In conjunction with the InsurTech startup legal-i, researchers at BFH have developed a virtual research assistant that is based on artificial intelligence (AI) and focuses on medical insurance law. Adaptive machine learning approaches were used to create an intelligent system that is able to analyse complex legal and medical issues. Its development stems from a close collaboration between BFH researchers and the Bern startup. The efficiency of the solution in productive applications will be optimised in a series of collaborations with Swiss insurance companies and legal firms, using legal-i’s pilot projects as a basis.

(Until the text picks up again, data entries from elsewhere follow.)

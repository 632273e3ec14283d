//! SQLite backend for the Roost job queue and content store.
//!
//! All database access goes through [`tokio_rusqlite`], which runs the
//! blocking SQLite calls on their own thread away from the async runtime.

mod encode;
mod schema;
mod store;

pub mod error;

pub use error::{Error, Result};
pub use store::SqliteStore;
//! SQL schema for the Roost SQLite store.
//!
//! Executed once at connection startup via `PRAGMA user_version`. Future
//! migrations will be gated on that version number.

/// Full schema DDL; idempotent thanks to `CREATE TABLE IF NOT EXISTS`.
pub const SCHEMA: &str = "
PRAGMA journal_mode = WAL;
PRAGMA foreign_keys = ON;

-- One row per unit of durable work. The claim UPDATE in store.rs is the only
-- path from 'queued' to 'running'.
CREATE TABLE IF NOT EXISTS jobs (
    job_id       TEXT PRIMARY KEY,
    kind         TEXT NOT NULL,    -- discriminant of JobKind variant
    payload      TEXT NOT NULL,    -- JSON, opaque to the store
    status       TEXT NOT NULL DEFAULT 'queued',
    attempts     INTEGER NOT NULL DEFAULT 0,
    max_attempts INTEGER NOT NULL DEFAULT 3,
    scheduled_at TEXT NOT NULL,    -- ISO 8601 UTC; eligibility gate
    started_at   TEXT,
    completed_at TEXT,
    last_error   TEXT,
    created_at   TEXT NOT NULL
);

CREATE TABLE IF NOT EXISTS accounts (
    account_id     TEXT PRIMARY KEY,
    display_name   TEXT NOT NULL,
    retention_days INTEGER NOT NULL DEFAULT 90,
    created_at     TEXT NOT NULL
);

CREATE TABLE IF NOT EXISTS pages (
    page_id          TEXT PRIMARY KEY,
    account_id       TEXT NOT NULL REFERENCES accounts(account_id),
    external_id      TEXT NOT NULL,  -- the platform's own page id
    platform         TEXT NOT NULL,
    name             TEXT NOT NULL,
    encrypted_token  TEXT NOT NULL,  -- vault envelope; never plaintext
    token_expires_at TEXT,
    is_active        INTEGER NOT NULL DEFAULT 1,
    connected_at     TEXT NOT NULL,
    UNIQUE (external_id, platform)
);

CREATE TABLE IF NOT EXISTS posts (
    post_id       TEXT PRIMARY KEY,
    page_id       TEXT NOT NULL REFERENCES pages(page_id),
    external_id   TEXT NOT NULL,
    platform      TEXT NOT NULL,
    message       TEXT NOT NULL DEFAULT '',
    permalink     TEXT,
    posted_at     TEXT NOT NULL,    -- platform timestamp, not fetch time
    comment_count INTEGER NOT NULL DEFAULT 0,
    fetched_at    TEXT NOT NULL,
    UNIQUE (external_id, platform)
);

CREATE TABLE IF NOT EXISTS comments (
    comment_id  TEXT PRIMARY KEY,
    post_id     TEXT NOT NULL REFERENCES posts(post_id),
    external_id TEXT NOT NULL,
    platform    TEXT NOT NULL,
    message     TEXT NOT NULL DEFAULT '',
    author_name TEXT,
    posted_at   TEXT NOT NULL,
    like_count  INTEGER NOT NULL DEFAULT 0,
    fetched_at  TEXT NOT NULL,
    UNIQUE (external_id, platform)
);

-- At most one analysis per comment, enforced here rather than in handlers.
CREATE TABLE IF NOT EXISTS analyses (
    analysis_id     TEXT PRIMARY KEY,
    comment_id      TEXT NOT NULL REFERENCES comments(comment_id),
    sentiment       TEXT NOT NULL,  -- 'positive' | 'negative' | 'neutral'
    sentiment_score REAL NOT NULL,
    toxicity_score  REAL NOT NULL,
    language        TEXT NOT NULL,
    keywords        TEXT NOT NULL DEFAULT '[]',
    analyzed_at     TEXT NOT NULL,
    UNIQUE (comment_id)
);

CREATE INDEX IF NOT EXISTS jobs_claim_idx      ON jobs(status, scheduled_at);
CREATE INDEX IF NOT EXISTS jobs_kind_idx       ON jobs(kind);
CREATE INDEX IF NOT EXISTS pages_account_idx   ON pages(account_id);
CREATE INDEX IF NOT EXISTS posts_page_idx      ON posts(page_id);
CREATE INDEX IF NOT EXISTS posts_posted_idx    ON posts(posted_at);
CREATE INDEX IF NOT EXISTS comments_post_idx   ON comments(post_id);
CREATE INDEX IF NOT EXISTS comments_posted_idx ON comments(posted_at);

PRAGMA user_version = 1;
";
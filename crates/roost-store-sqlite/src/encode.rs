//! Encoding and decoding helpers between Rust domain types and the plain-text
//! representations stored in SQLite columns.
//!
//! All timestamps are stored as RFC 3339 strings with fixed microsecond
//! precision, so lexicographic comparison in SQL matches chronological order.
//! Keyword lists are stored as compact JSON. UUIDs are stored as hyphenated
//! lowercase strings.

use chrono::{DateTime, SecondsFormat, Utc};
use roost_core::{
  analyzer::Sentiment,
  content::{Analysis, Comment, Post},
  job::{Job, JobKind, JobStatus},
  page::{Account, Page},
};
use uuid::Uuid;

use crate::{Error, Result};

// ─── Uuid ────────────────────────────────────────────────────────────────────

pub fn encode_uuid(id: Uuid) -> String { id.hyphenated().to_string() }

pub fn decode_uuid(s: &str) -> Result<Uuid> { Ok(Uuid::parse_str(s)?) }

// ─── DateTime ────────────────────────────────────────────────────────────────

pub fn encode_dt(dt: DateTime<Utc>) -> String {
  dt.to_rfc3339_opts(SecondsFormat::Micros, true)
}

pub fn decode_dt(s: &str) -> Result<DateTime<Utc>> {
  DateTime::parse_from_rfc3339(s)
    .map(|dt| dt.with_timezone(&Utc))
    .map_err(|e| Error::DateParse(e.to_string()))
}

// ─── Job status ──────────────────────────────────────────────────────────────

pub fn decode_job_status(s: &str) -> Result<JobStatus> {
  match s {
    "queued" => Ok(JobStatus::Queued),
    "running" => Ok(JobStatus::Running),
    "completed" => Ok(JobStatus::Completed),
    "failed" => Ok(JobStatus::Failed),
    other => Err(Error::Decode(format!("unknown job status: {other:?}"))),
  }
}

// ─── Keywords ────────────────────────────────────────────────────────────────

pub fn encode_keywords(keywords: &[String]) -> Result<String> {
  Ok(serde_json::to_string(keywords)?)
}

pub fn decode_keywords(s: &str) -> Result<Vec<String>> {
  Ok(serde_json::from_str(s)?)
}

// ─── Row types ───────────────────────────────────────────────────────────────

/// Raw values read directly from a `jobs` row.
pub struct RawJob {
  pub job_id:       String,
  pub kind:         String,
  pub payload:      String,
  pub status:       String,
  pub attempts:     u32,
  pub max_attempts: u32,
  pub scheduled_at: String,
  pub started_at:   Option<String>,
  pub completed_at: Option<String>,
  pub last_error:   Option<String>,
  pub created_at:   String,
}

/// Row mapper for the canonical 11-column `jobs` select list.
pub fn raw_job(row: &rusqlite::Row<'_>) -> rusqlite::Result<RawJob> {
  Ok(RawJob {
    job_id:       row.get(0)?,
    kind:         row.get(1)?,
    payload:      row.get(2)?,
    status:       row.get(3)?,
    attempts:     row.get(4)?,
    max_attempts: row.get(5)?,
    scheduled_at: row.get(6)?,
    started_at:   row.get(7)?,
    completed_at: row.get(8)?,
    last_error:   row.get(9)?,
    created_at:   row.get(10)?,
  })
}

impl RawJob {
  pub fn into_job(self) -> Result<Job> {
    Ok(Job {
      job_id:       decode_uuid(&self.job_id)?,
      kind:         JobKind::from_discriminant(&self.kind)
        .map_err(Error::Core)?,
      payload:      serde_json::from_str(&self.payload)?,
      status:       decode_job_status(&self.status)?,
      attempts:     self.attempts,
      max_attempts: self.max_attempts,
      scheduled_at: decode_dt(&self.scheduled_at)?,
      started_at:   self.started_at.as_deref().map(decode_dt).transpose()?,
      completed_at: self.completed_at.as_deref().map(decode_dt).transpose()?,
      last_error:   self.last_error,
      created_at:   decode_dt(&self.created_at)?,
    })
  }
}

/// Raw values read directly from an `accounts` row.
pub struct RawAccount {
  pub account_id:     String,
  pub display_name:   String,
  pub retention_days: u32,
  pub created_at:     String,
}

pub fn raw_account(row: &rusqlite::Row<'_>) -> rusqlite::Result<RawAccount> {
  Ok(RawAccount {
    account_id:     row.get(0)?,
    display_name:   row.get(1)?,
    retention_days: row.get(2)?,
    created_at:     row.get(3)?,
  })
}

impl RawAccount {
  pub fn into_account(self) -> Result<Account> {
    Ok(Account {
      account_id:     decode_uuid(&self.account_id)?,
      display_name:   self.display_name,
      retention_days: self.retention_days,
      created_at:     decode_dt(&self.created_at)?,
    })
  }
}

/// Raw values read directly from a `pages` row.
pub struct RawPage {
  pub page_id:          String,
  pub account_id:       String,
  pub external_id:      String,
  pub platform:         String,
  pub name:             String,
  pub encrypted_token:  String,
  pub token_expires_at: Option<String>,
  pub is_active:        bool,
  pub connected_at:     String,
}

pub fn raw_page(row: &rusqlite::Row<'_>) -> rusqlite::Result<RawPage> {
  Ok(RawPage {
    page_id:          row.get(0)?,
    account_id:       row.get(1)?,
    external_id:      row.get(2)?,
    platform:         row.get(3)?,
    name:             row.get(4)?,
    encrypted_token:  row.get(5)?,
    token_expires_at: row.get(6)?,
    is_active:        row.get(7)?,
    connected_at:     row.get(8)?,
  })
}

impl RawPage {
  pub fn into_page(self) -> Result<Page> {
    Ok(Page {
      page_id:          decode_uuid(&self.page_id)?,
      account_id:       decode_uuid(&self.account_id)?,
      external_id:      self.external_id,
      platform:         self.platform,
      name:             self.name,
      encrypted_token:  self.encrypted_token,
      token_expires_at: self
        .token_expires_at
        .as_deref()
        .map(decode_dt)
        .transpose()?,
      is_active:        self.is_active,
      connected_at:     decode_dt(&self.connected_at)?,
    })
  }
}

/// Raw values read directly from a `posts` row.
pub struct RawPost {
  pub post_id:       String,
  pub page_id:       String,
  pub external_id:   String,
  pub platform:      String,
  pub message:       String,
  pub permalink:     Option<String>,
  pub posted_at:     String,
  pub comment_count: u32,
  pub fetched_at:    String,
}

pub fn raw_post(row: &rusqlite::Row<'_>) -> rusqlite::Result<RawPost> {
  Ok(RawPost {
    post_id:       row.get(0)?,
    page_id:       row.get(1)?,
    external_id:   row.get(2)?,
    platform:      row.get(3)?,
    message:       row.get(4)?,
    permalink:     row.get(5)?,
    posted_at:     row.get(6)?,
    comment_count: row.get(7)?,
    fetched_at:    row.get(8)?,
  })
}

impl RawPost {
  pub fn into_post(self) -> Result<Post> {
    Ok(Post {
      post_id:       decode_uuid(&self.post_id)?,
      page_id:       decode_uuid(&self.page_id)?,
      external_id:   self.external_id,
      platform:      self.platform,
      message:       self.message,
      permalink:     self.permalink,
      posted_at:     decode_dt(&self.posted_at)?,
      comment_count: self.comment_count,
      fetched_at:    decode_dt(&self.fetched_at)?,
    })
  }
}

/// Raw values read directly from a `comments` row.
pub struct RawComment {
  pub comment_id:  String,
  pub post_id:     String,
  pub external_id: String,
  pub platform:    String,
  pub message:     String,
  pub author_name: Option<String>,
  pub posted_at:   String,
  pub like_count:  u32,
  pub fetched_at:  String,
}

pub fn raw_comment(row: &rusqlite::Row<'_>) -> rusqlite::Result<RawComment> {
  Ok(RawComment {
    comment_id:  row.get(0)?,
    post_id:     row.get(1)?,
    external_id: row.get(2)?,
    platform:    row.get(3)?,
    message:     row.get(4)?,
    author_name: row.get(5)?,
    posted_at:   row.get(6)?,
    like_count:  row.get(7)?,
    fetched_at:  row.get(8)?,
  })
}

impl RawComment {
  pub fn into_comment(self) -> Result<Comment> {
    Ok(Comment {
      comment_id:  decode_uuid(&self.comment_id)?,
      post_id:     decode_uuid(&self.post_id)?,
      external_id: self.external_id,
      platform:    self.platform,
      message:     self.message,
      author_name: self.author_name,
      posted_at:   decode_dt(&self.posted_at)?,
      like_count:  self.like_count,
      fetched_at:  decode_dt(&self.fetched_at)?,
    })
  }
}

/// Raw values read directly from an `analyses` row.
pub struct RawAnalysis {
  pub analysis_id:     String,
  pub comment_id:      String,
  pub sentiment:       String,
  pub sentiment_score: f64,
  pub toxicity_score:  f64,
  pub language:        String,
  pub keywords:        String,
  pub analyzed_at:     String,
}

pub fn raw_analysis(row: &rusqlite::Row<'_>) -> rusqlite::Result<RawAnalysis> {
  Ok(RawAnalysis {
    analysis_id:     row.get(0)?,
    comment_id:      row.get(1)?,
    sentiment:       row.get(2)?,
    sentiment_score: row.get(3)?,
    toxicity_score:  row.get(4)?,
    language:        row.get(5)?,
    keywords:        row.get(6)?,
    analyzed_at:     row.get(7)?,
  })
}

impl RawAnalysis {
  pub fn into_analysis(self) -> Result<Analysis> {
    Ok(Analysis {
      analysis_id:     decode_uuid(&self.analysis_id)?,
      comment_id:      decode_uuid(&self.comment_id)?,
      sentiment:       Sentiment::from_discriminant(&self.sentiment)
        .map_err(Error::Core)?,
      sentiment_score: self.sentiment_score,
      toxicity_score:  self.toxicity_score,
      language:        self.language,
      keywords:        decode_keywords(&self.keywords)?,
      analyzed_at:     decode_dt(&self.analyzed_at)?,
    })
  }
}
//! Chat Form Component
//!
//! Message input with Send and Clear All buttons.

use leptos::prelude::*;

use crate::forms::MessageDraft;

#[component]
pub fn ChatForm(
    draft: RwSignal<MessageDraft>,
    #[prop(into)] on_send: Callback<()>,
    #[prop(into)] on_clear: Callback<()>,
) -> impl IntoView {
    view! {
        <form
            class="chat-form"
            on:submit=move |ev: leptos::ev::SubmitEvent| {
                ev.prevent_default();
                on_send.run(());
            }
        >
            <input
                type="text"
                placeholder="Type your message..."
                prop:value=move || draft.with(|d| d.message.clone())
                on:input=move |ev| {
                    let value = event_target_value(&ev);
                    draft.update(|d| d.message = value);
                }
            />
            <div class="chat-actions">
                <button type="submit" class="send-btn">"Send"</button>
                <button type="button" class="clear-btn" on:click=move |_| on_clear.run(())>
                    "Clear All"
                </button>
            </div>
        </form>
    }
}
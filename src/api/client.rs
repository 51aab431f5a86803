//! HTTP Client
//!
//! `reqwest` implementation of the collection traits. On wasm32 requests go
//! through the browser's `fetch`.

use async_trait::async_trait;
use reqwest::{Client, RequestBuilder, Response};
use serde::de::DeserializeOwned;

use super::{ApiError, ApiResult, MessageApi, TodoApi};
use crate::config::ApiConfig;
use crate::models::{Message, NewMessage, NewTodo, Todo, TodoId, TodoPatch};

#[derive(Debug, Clone)]
pub struct ApiClient {
    http: Client,
    config: ApiConfig,
}

impl ApiClient {
    pub fn new(config: ApiConfig) -> Self {
        Self { http: Client::new(), config }
    }

    async fn send(request: RequestBuilder) -> ApiResult<Response> {
        let response = request.send().await.map_err(|e| ApiError::Transport(e.to_string()))?;
        let status = response.status();
        if !status.is_success() {
            return Err(ApiError::Status(status.as_u16()));
        }
        Ok(response)
    }

    async fn send_json<T: DeserializeOwned>(request: RequestBuilder) -> ApiResult<T> {
        let response = Self::send(request).await?;
        response.json::<T>().await.map_err(|e| ApiError::Decode(e.to_string()))
    }
}

#[async_trait(?Send)]
impl TodoApi for ApiClient {
    async fn list_todos(&self) -> ApiResult<Vec<Todo>> {
        let url = self.config.endpoint("todos/")?;
        Self::send_json(self.http.get(url)).await
    }

    async fn create_todo(&self, new_todo: &NewTodo) -> ApiResult<Todo> {
        let url = self.config.endpoint("todos/")?;
        Self::send_json(self.http.post(url).json(new_todo)).await
    }

    async fn update_todo(&self, id: TodoId, patch: TodoPatch) -> ApiResult<Todo> {
        let url = self.config.endpoint(&format!("todos/{}", id))?;
        Self::send_json(self.http.patch(url).json(&patch)).await
    }

    async fn delete_todo(&self, id: TodoId) -> ApiResult<()> {
        let url = self.config.endpoint(&format!("todos/{}", id))?;
        Self::send(self.http.delete(url)).await.map(|_| ())
    }
}

#[async_trait(?Send)]
impl MessageApi for ApiClient {
    async fn list_messages(&self) -> ApiResult<Vec<Message>> {
        let url = self.config.endpoint("messages/")?;
        Self::send_json(self.http.get(url)).await
    }

    async fn create_message(&self, new_message: &NewMessage) -> ApiResult<()> {
        let url = self.config.endpoint("messages/")?;
        Self::send(self.http.post(url).json(new_message)).await.map(|_| ())
    }

    async fn clear_messages(&self) -> ApiResult<()> {
        let url = self.config.endpoint("messages/clear")?;
        Self::send(self.http.delete(url)).await.map(|_| ())
    }
}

Specialists in medical insurance law can use this AI to find relevant information up to ten times faster and more precisely than ever. The AI-based software is able to make handwritten and scanned documents searchable, as well as digitising and sorting them. This allows specialists to focus on tasks that they perform better than machines (e.g. analysis, argumentation, strategy development and decision-making). The system’s capabilities will be gradually expanded over the course of the project to enable it to recognise case-specific facts in a targeted fashion and prepare them for further processing.